Wednesday, May 11, 2016

Knock 'em Dead

The picture of the early Christian community that Luke paints In the opening chapters of Acts of the Apostles is a communist ideal: “No one claimed private ownership of any possessions, but everything they owned was held in common” (Acts 4:32). A positive example is given of Barnabas (4:36-37), who sold a field he owned and laid the proceeds “at the feet of the apostles.” And then you have the negative example of Ananias and Sapphira (5:1-11).

Holding Back

As Luke tells the tale, Ananias – with the full consent and knowledge of his wife Sapphira – sold property and held back some of the proceeds when donating it to the apostles. Peter, aware of the subterfuge, called Ananias out on it, whereupon Ananias immediately dropped dead. Three hours later, completely unaware of what had happened to her husband, Sapphira is questioned by Peter. When she backs up her husband’s story, Peter tells her that those who have just returned from burying her husband will also bury her and then she is struck dead as well.

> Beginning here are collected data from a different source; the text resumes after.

//! Identity of the shard this process serves.

/// CLI config for the node.
#[derive(Debug, Clone, clap::Parser)]
pub struct NodeConfig {
    /// Identifier of the shard this node is a member of.
    #[clap(
        long = "shard-id",
        env = "SHARDKEEPER_SHARD_ID",
        default_value = "shard0",
        action
    )]
    pub shard_id: String,

    /// Replication term this node steps up in when it starts.
    ///
    /// Must be greater than the term of any primary that ran before it.
    #[clap(
        long = "initial-term",
        env = "SHARDKEEPER_INITIAL_TERM",
        default_value = "1",
        action
    )]
    pub initial_term: i64,
}

#[cfg(test)]
mod tests {
    use clap::Parser;

    use super::*;

    #[test]
    fn defaults() {
        let config = NodeConfig::try_parse_from(["my_binary"]).unwrap();
        assert_eq!("shard0", config.shard_id);
        assert_eq!(1, config.initial_term);
    }

    #[test]
    fn term_must_be_a_number() {
        let error = NodeConfig::try_parse_from(["my_binary", "--initial-term", "two"])
            .unwrap_err()
            .to_string();
        assert!(error.contains("invalid value 'two'"), "{error}");
    }
}
//! The contract between [`DdlCoordinatorService`](crate::service::DdlCoordinatorService) and the
//! DDL operations it runs.

use std::{fmt::Debug, sync::Arc, time::Duration};

use async_trait::async_trait;
use metric::Registry;
use shardkeeper_catalog::{CatalogStore, CatalogWriteOp, RecoveryDocument, RecoveryDocumentId};
use shardkeeper_types::{ClusterClock, WriteConcern};
use tokio_util::sync::CancellationToken;

use crate::{
    error::{DdlError, Result},
    lock_manager::{DdlLockManager, LockMode, LockRequest, ResourceId},
    participants::ShardClient,
};

/// Tunables of the DDL layer.
#[derive(Debug, Copy, Clone, PartialEq, Eq)]
pub struct DdlArgs {
    /// How long a DDL lock request waits for recovery and for conflicting holders.
    pub lock_timeout: Duration,
    /// Issue a majority no-op write before reading recovery documents on step-up.
    pub linearize_recovery_reads: bool,
    /// Pause between attempts after a retryable error.
    pub retry_backoff: Duration,
}

impl Default for DdlArgs {
    fn default() -> Self {
        Self {
            lock_timeout: Duration::from_secs(5 * 60),
            linearize_recovery_reads: true,
            retry_backoff: Duration::from_millis(100),
        }
    }
}

/// A DDL operation whose progress is kept in a recovery document so that a new primary can
/// finish it.
#[async_trait]
pub trait DdlCoordinator: Debug + Send + Sync + 'static {
    fn id(&self) -> &RecoveryDocumentId;

    /// The current state, as it would be persisted.
    fn recovery_document(&self) -> Result<RecoveryDocument>;

    /// Whether a request for `other` can be served by this running instance.
    fn is_equivalent(&self, other: &RecoveryDocument) -> bool;

    /// Drive the operation to completion. The recovery document is removed on success and on
    /// non-retryable failure, and kept when interrupted by a step-down.
    async fn run(self: Arc<Self>, ctx: CoordinatorContext) -> Result<()>;
}

/// Builds coordinators of one kind from their recovery documents.
pub trait CoordinatorFactory: Debug + Send + Sync + 'static {
    fn kind(&self) -> &'static str;

    fn build(&self, doc: RecoveryDocument) -> Result<Arc<dyn DdlCoordinator>>;
}

/// Everything a running coordinator may use.
#[derive(Debug, Clone)]
pub struct CoordinatorContext {
    pub store: Arc<dyn CatalogStore>,
    pub lock_manager: Arc<DdlLockManager>,
    pub shards: Arc<dyn ShardClient>,
    pub clock: Arc<ClusterClock>,
    pub metric_registry: Arc<Registry>,
    pub args: DdlArgs,
    /// Cancelled when the node steps down.
    pub cancel: CancellationToken,
    /// Set for coordinators rebuilt during step-up recovery.
    pub resumed_from_recovery: bool,
}

impl CoordinatorContext {
    /// A lock request with the configured timeout, interrupted when this coordinator's term ends.
    /// Resumed coordinators skip the recovery gate, they are what recovery waits for.
    pub fn lock_request(
        &self,
        resource: ResourceId,
        mode: LockMode,
        reason: impl Into<String>,
    ) -> LockRequest {
        let request = LockRequest::new(resource, mode, reason)
            .with_timeout(self.args.lock_timeout)
            .with_interrupt(self.cancel.clone());
        if self.resumed_from_recovery {
            request.bypass_recovery_wait()
        } else {
            request
        }
    }

    pub async fn persist(&self, doc: RecoveryDocument) -> Result<()> {
        self.store
            .write(
                CatalogWriteOp::UpsertRecoveryDocument(doc),
                WriteConcern::Majority,
            )
            .await?;
        Ok(())
    }

    pub async fn remove_document(&self, id: &RecoveryDocumentId) -> Result<()> {
        self.store
            .write(
                CatalogWriteOp::DeleteRecoveryDocument(id.clone()),
                WriteConcern::Majority,
            )
            .await?;
        Ok(())
    }

    pub fn is_interrupted(&self) -> bool {
        self.cancel.is_cancelled()
    }

    /// Sleep for the retry backoff, failing early on step-down.
    pub async fn backoff(&self) -> Result<()> {
        tokio::select! {
            biased;
            _ = self.cancel.cancelled() => Err(DdlError::NotWritablePrimary),
            _ = tokio::time::sleep(self.args.retry_backoff) => Ok(()),
        }
    }
}
use shardkeeper_catalog::CatalogError;
use shardkeeper_types::{
    DatabaseName, DatabaseVersion, ErrorCode, NamespaceString, ShardVersion,
    document::ShardKeyError,
};
use thiserror::Error;

/// Errors returned to a user write by the sharding write path, and by migration bookkeeping.
#[derive(Debug, Error, Clone)]
pub enum WriteError {
    #[error(
        "shard version mismatch for {nss}: request has {received}, shard has {}",
        wanted.map(|v| v.to_string()).unwrap_or_else(|| "unknown metadata".to_string())
    )]
    StaleConfig {
        nss: NamespaceString,
        received: ShardVersion,
        wanted: Option<ShardVersion>,
    },

    #[error(
        "database version mismatch for {db}: request has {received}, shard has {}",
        wanted.map(|v| v.to_string()).unwrap_or_else(|| "unknown version".to_string())
    )]
    StaleDbVersion {
        db: DatabaseName,
        received: DatabaseVersion,
        wanted: Option<DatabaseVersion>,
    },

    #[error("cannot write to {0} while its database primary is moving")]
    MovePrimaryInProgress(NamespaceString),

    #[error("namespace {0} is not sharded")]
    NamespaceNotSharded(NamespaceString),

    #[error("conflicting operation in progress: {0}")]
    ConflictingOperation(String),

    #[error("{0}")]
    CommandFailed(String),

    #[error("write to {0} was not assigned a log position")]
    MissingOpTime(NamespaceString),

    #[error("observer {observer} failed: {source}")]
    Observer {
        observer: &'static str,
        source: Box<WriteError>,
    },

    #[error(transparent)]
    Catalog(#[from] CatalogError),

    #[error(transparent)]
    ShardKey(#[from] ShardKeyError),
}

impl WriteError {
    pub fn code(&self) -> ErrorCode {
        match self {
            Self::StaleConfig { .. } => ErrorCode::StaleConfig,
            Self::StaleDbVersion { .. } => ErrorCode::StaleDbVersion,
            Self::MovePrimaryInProgress(_) => ErrorCode::MovePrimaryInProgress,
            Self::NamespaceNotSharded(_) => ErrorCode::NamespaceNotSharded,
            Self::ConflictingOperation(_) => ErrorCode::ConflictingOperationInProgress,
            Self::CommandFailed(_) => ErrorCode::CommandFailed,
            Self::MissingOpTime(_) => ErrorCode::InternalError,
            Self::Observer { source, .. } => source.code(),
            Self::Catalog(e) => e.code(),
            Self::ShardKey(e) => e.code(),
        }
    }
}

pub type Result<T, E = WriteError> = std::result::Result<T, E>;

The passage reads like a tale that would be comfortable in the OT. Indeed, it has similarities to the story of Achan in Joshua 7. In that story, after the fall of Jericho, Achan took some of the gold and silver that should have gone into YHWH’s treasury. When the Israelites suffered a military setback, Joshua learned of the transgression and eventually fingered Achan as the culprit. Achan confessed and was executed by the people, thus restoring order.

Death of Ananias by Gustave Doré (1832-1883)
The main difference with the story of Achan is that here God is the one carrying out the death sentence. Peter, acting as spokesman for the apostles, declares their sin (“you have lied to God;” “you have put the Lord’s Spirit to the test”) but he does not curse them or condemn. But after rebuking them, neither does he offer them a chance to repent and be forgiven as Jesus instructed his disciples to do in Luke 17:3-4.

There are other irregularities. First, it strains credulity that word of Ananias’ sudden death would not have made its way to Sapphira, if only so she could attend his burial. Second, Acts 4:32 quoted above stated no one in the Jerusalem community owned private property, yet Peter clearly tells Ananias that he was under no obligation to sell his property. And, if he did sell it, he was also under no obligation to donate the money from the sale to the community.

So what was their crime?

Trying to Explain

Ananias’ sin was essentially that of lying, claiming that he had donated the entire value of property when he really had not. And Sapphira not only lied to cover up for her husband, but also having full knowledge of what he planned to do, she failed to dissuade him from his course of action. But are those transgressions so terrible that death is a just sentence? What sort of church requires such purity that it can only be preserved by the death of sinners?

The story is so at odds with Jesus’ teachings of repentance and forgiveness that many have struggled to make sense of it. Some biblical scholars have looked for an explanation in the Essene community of Qumran. According to that community’s rule book, after a two-year probationary period, it was obligatory for a candidate to hand over all his property to the community. There were punishments (although not the death penalty!) for deception in regards to property. If there was such a rule in the early Jerusalem community, Ananias and Sapphira would be guilty of failing to fulfill their obligation to God, not simply lying about how much they donated.

Another attempt at explaining the point of the story is that it was the “original sin” of the Christian community. After describing an idyllic community, we see a Christian couple who sin against God and receive a punishment of death. Satan (v. 3) enters the Christian community for the first time. Other examples of sin at the “beginnings” would be the Adam and Eve in the Garden of Eden (Genesis 3), the golden calf at Sinai (Exodus 32), and David arranging the death of Uriah to claim Bathsheba (2 Samuel 11). But the magnitude of this sin compared to those seems way out of balance.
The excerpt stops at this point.